(EXERCISE GOAL): The answer must consist of every line from the entries below that contains the word "return".

(GIVEN RECORDS):
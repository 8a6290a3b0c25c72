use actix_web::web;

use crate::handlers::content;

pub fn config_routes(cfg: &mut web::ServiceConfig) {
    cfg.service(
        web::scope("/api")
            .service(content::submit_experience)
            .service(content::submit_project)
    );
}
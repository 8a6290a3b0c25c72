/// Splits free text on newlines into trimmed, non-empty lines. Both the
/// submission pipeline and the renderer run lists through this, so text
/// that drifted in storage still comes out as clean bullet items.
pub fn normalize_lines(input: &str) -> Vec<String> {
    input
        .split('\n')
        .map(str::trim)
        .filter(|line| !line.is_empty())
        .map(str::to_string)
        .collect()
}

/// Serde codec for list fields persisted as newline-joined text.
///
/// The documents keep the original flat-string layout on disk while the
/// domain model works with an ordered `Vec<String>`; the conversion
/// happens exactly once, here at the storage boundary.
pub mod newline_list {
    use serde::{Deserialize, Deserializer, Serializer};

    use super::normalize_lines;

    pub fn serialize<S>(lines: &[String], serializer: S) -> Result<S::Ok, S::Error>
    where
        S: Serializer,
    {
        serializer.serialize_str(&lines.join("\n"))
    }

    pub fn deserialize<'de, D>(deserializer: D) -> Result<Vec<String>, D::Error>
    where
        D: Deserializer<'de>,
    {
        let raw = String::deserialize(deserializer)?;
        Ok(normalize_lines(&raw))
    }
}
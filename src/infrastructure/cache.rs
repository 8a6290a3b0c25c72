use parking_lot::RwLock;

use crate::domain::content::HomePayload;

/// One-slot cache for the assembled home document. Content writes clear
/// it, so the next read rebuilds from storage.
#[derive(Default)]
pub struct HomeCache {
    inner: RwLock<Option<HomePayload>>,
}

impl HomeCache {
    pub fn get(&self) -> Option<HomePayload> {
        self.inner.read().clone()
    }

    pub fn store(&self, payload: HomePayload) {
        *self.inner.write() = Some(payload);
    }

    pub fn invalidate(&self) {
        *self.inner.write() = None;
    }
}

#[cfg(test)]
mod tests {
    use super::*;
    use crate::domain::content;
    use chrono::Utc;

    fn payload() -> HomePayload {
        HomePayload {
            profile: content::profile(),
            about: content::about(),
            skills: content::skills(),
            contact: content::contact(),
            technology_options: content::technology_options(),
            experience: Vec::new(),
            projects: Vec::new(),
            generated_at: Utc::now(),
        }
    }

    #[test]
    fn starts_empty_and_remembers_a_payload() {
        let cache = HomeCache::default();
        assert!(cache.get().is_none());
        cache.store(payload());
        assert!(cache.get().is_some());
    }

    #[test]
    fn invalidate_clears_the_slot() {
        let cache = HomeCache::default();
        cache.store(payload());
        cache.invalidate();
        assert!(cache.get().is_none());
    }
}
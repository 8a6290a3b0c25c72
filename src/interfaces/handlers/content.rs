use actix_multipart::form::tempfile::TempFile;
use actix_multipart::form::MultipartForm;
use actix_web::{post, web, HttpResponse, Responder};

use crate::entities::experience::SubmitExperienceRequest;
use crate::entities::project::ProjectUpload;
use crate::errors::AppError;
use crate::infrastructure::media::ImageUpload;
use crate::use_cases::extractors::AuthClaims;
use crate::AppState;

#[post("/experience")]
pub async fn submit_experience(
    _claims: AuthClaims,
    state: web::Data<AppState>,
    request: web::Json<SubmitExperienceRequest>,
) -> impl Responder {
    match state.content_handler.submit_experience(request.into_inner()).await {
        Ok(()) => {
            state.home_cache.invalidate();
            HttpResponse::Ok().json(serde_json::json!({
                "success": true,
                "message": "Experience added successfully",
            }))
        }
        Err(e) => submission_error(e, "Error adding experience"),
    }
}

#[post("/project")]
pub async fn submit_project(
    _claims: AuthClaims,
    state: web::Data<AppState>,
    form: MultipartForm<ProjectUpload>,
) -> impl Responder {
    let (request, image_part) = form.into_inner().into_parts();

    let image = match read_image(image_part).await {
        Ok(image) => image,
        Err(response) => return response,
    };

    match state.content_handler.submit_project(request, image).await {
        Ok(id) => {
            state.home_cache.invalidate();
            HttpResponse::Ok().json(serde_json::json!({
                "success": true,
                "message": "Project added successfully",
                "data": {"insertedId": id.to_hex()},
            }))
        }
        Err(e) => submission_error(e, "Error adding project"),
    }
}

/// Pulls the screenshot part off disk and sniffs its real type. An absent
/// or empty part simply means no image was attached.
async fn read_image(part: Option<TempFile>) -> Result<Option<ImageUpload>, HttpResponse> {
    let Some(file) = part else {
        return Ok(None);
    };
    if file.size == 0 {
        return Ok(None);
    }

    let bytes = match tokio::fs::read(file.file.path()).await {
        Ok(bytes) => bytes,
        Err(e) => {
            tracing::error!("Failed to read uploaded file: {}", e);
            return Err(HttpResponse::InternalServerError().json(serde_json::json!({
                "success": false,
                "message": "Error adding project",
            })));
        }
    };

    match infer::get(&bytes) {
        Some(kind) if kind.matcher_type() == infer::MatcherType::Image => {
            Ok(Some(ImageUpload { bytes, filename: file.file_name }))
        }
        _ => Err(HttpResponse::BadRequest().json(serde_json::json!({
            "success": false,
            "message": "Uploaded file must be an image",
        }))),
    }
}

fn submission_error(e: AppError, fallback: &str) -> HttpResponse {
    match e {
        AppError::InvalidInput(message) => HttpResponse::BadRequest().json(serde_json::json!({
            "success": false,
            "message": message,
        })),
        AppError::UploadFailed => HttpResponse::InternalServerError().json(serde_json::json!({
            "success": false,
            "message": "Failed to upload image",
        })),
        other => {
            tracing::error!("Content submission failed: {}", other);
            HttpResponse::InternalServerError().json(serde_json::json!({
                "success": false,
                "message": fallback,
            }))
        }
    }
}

(YOUR RESPONSE):
        Err(response) => return response,
        return Ok(None);
        return Ok(None);
            return Err(HttpResponse::InternalServerError().json(serde_json::json!({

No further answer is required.